DATASET START

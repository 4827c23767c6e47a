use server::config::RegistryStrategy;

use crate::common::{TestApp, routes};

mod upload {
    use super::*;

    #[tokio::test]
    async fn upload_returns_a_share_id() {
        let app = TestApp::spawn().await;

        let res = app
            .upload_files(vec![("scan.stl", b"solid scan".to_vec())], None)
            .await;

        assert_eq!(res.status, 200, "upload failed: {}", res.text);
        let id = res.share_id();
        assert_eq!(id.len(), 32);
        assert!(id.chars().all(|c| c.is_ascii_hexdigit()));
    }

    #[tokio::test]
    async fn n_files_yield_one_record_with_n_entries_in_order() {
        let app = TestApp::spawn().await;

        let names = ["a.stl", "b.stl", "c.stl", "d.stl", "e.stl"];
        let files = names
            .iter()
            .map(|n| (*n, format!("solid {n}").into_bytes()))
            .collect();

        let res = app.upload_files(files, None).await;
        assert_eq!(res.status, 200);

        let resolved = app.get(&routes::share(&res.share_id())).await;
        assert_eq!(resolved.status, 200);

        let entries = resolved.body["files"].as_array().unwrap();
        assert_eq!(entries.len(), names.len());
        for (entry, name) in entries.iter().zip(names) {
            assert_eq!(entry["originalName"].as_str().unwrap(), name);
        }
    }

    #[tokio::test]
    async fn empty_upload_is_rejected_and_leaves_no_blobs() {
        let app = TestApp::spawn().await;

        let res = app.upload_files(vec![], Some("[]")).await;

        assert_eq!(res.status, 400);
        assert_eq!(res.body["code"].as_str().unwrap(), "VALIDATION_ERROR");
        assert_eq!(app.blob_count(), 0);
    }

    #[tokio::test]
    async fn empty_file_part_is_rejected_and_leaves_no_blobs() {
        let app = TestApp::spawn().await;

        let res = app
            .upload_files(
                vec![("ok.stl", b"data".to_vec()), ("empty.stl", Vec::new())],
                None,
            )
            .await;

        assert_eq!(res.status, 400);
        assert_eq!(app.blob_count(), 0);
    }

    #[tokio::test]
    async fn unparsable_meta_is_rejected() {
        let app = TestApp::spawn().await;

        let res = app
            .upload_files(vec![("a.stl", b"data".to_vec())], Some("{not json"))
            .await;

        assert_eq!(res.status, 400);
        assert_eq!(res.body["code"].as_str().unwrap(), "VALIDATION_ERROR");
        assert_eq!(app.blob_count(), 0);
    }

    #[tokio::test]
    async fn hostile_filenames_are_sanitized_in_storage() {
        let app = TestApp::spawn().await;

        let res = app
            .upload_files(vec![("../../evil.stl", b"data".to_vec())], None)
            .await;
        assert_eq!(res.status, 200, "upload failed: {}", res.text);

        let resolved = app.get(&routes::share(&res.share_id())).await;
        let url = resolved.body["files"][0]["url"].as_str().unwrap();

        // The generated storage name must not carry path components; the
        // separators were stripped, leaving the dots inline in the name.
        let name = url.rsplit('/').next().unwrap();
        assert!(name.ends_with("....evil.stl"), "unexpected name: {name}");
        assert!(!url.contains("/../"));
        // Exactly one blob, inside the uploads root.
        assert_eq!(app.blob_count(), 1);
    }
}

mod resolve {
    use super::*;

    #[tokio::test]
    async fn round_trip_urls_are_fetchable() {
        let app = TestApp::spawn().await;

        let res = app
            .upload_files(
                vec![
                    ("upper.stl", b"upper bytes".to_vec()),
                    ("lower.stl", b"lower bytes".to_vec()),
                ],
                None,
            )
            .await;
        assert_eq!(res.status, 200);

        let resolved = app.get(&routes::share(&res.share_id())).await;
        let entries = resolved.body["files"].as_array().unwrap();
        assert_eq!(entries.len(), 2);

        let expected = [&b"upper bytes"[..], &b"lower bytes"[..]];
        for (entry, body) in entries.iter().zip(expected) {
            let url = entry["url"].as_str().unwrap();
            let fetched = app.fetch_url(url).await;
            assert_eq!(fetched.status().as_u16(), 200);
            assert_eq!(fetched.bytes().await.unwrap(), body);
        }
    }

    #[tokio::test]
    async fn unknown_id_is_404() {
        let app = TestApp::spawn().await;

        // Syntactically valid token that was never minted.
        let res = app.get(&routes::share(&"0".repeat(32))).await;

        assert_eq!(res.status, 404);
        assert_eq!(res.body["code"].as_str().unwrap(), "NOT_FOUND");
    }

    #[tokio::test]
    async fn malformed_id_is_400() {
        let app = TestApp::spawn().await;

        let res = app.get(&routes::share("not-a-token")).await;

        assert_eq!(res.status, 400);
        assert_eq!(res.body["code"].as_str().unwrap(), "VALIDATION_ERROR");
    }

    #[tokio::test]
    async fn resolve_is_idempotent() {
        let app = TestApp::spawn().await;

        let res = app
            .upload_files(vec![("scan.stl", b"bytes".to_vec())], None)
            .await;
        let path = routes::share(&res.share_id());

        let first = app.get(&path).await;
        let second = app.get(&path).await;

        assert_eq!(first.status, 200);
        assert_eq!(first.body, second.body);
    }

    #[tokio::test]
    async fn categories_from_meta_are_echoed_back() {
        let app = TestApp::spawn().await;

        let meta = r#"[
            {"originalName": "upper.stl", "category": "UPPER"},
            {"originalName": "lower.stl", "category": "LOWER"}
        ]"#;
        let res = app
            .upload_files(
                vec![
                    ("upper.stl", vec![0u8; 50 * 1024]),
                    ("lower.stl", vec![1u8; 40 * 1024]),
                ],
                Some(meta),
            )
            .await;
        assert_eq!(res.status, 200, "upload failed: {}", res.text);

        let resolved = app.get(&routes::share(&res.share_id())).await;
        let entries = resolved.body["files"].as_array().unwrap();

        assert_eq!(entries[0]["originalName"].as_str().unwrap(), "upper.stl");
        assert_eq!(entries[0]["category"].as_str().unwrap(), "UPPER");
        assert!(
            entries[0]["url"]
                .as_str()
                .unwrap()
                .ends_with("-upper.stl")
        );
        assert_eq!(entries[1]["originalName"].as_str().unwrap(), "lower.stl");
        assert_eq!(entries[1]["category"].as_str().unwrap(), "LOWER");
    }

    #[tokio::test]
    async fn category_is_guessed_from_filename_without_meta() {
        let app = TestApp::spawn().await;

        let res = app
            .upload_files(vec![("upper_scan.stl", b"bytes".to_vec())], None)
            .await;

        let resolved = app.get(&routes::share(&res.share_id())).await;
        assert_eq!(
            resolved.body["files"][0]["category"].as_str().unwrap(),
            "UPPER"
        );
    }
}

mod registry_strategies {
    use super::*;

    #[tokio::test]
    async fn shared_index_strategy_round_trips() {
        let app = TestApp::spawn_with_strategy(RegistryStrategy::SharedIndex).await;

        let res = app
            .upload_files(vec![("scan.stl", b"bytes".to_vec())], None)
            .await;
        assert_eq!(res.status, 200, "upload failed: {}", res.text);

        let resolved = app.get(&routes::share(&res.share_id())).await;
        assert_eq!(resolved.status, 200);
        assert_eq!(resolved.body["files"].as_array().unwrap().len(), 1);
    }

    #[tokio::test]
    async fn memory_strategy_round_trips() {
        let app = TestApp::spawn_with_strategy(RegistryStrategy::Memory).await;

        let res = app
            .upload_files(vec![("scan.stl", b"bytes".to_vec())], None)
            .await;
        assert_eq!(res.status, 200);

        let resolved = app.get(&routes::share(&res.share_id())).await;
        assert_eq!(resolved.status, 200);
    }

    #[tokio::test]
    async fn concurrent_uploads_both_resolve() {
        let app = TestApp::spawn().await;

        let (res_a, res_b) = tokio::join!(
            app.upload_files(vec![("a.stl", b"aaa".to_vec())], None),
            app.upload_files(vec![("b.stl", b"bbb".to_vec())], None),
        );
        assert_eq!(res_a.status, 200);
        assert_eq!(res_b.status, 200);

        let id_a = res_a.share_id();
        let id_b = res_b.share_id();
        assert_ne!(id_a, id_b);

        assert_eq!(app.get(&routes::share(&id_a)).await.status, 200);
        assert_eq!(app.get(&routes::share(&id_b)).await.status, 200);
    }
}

DATASET END

AIM OF THE EXERCISE: Lines that hold "originalName" are the ones to copy, so pick each out from the data.

OUTPUT FOR THIS TASK:
            assert_eq!(entry["originalName"].as_str().unwrap(), name);
            {"originalName": "upper.stl", "category": "UPPER"},
            {"originalName": "lower.stl", "category": "LOWER"}
        assert_eq!(entries[0]["originalName"].as_str().unwrap(), "upper.stl");
        assert_eq!(entries[1]["originalName"].as_str().unwrap(), "lower.stl");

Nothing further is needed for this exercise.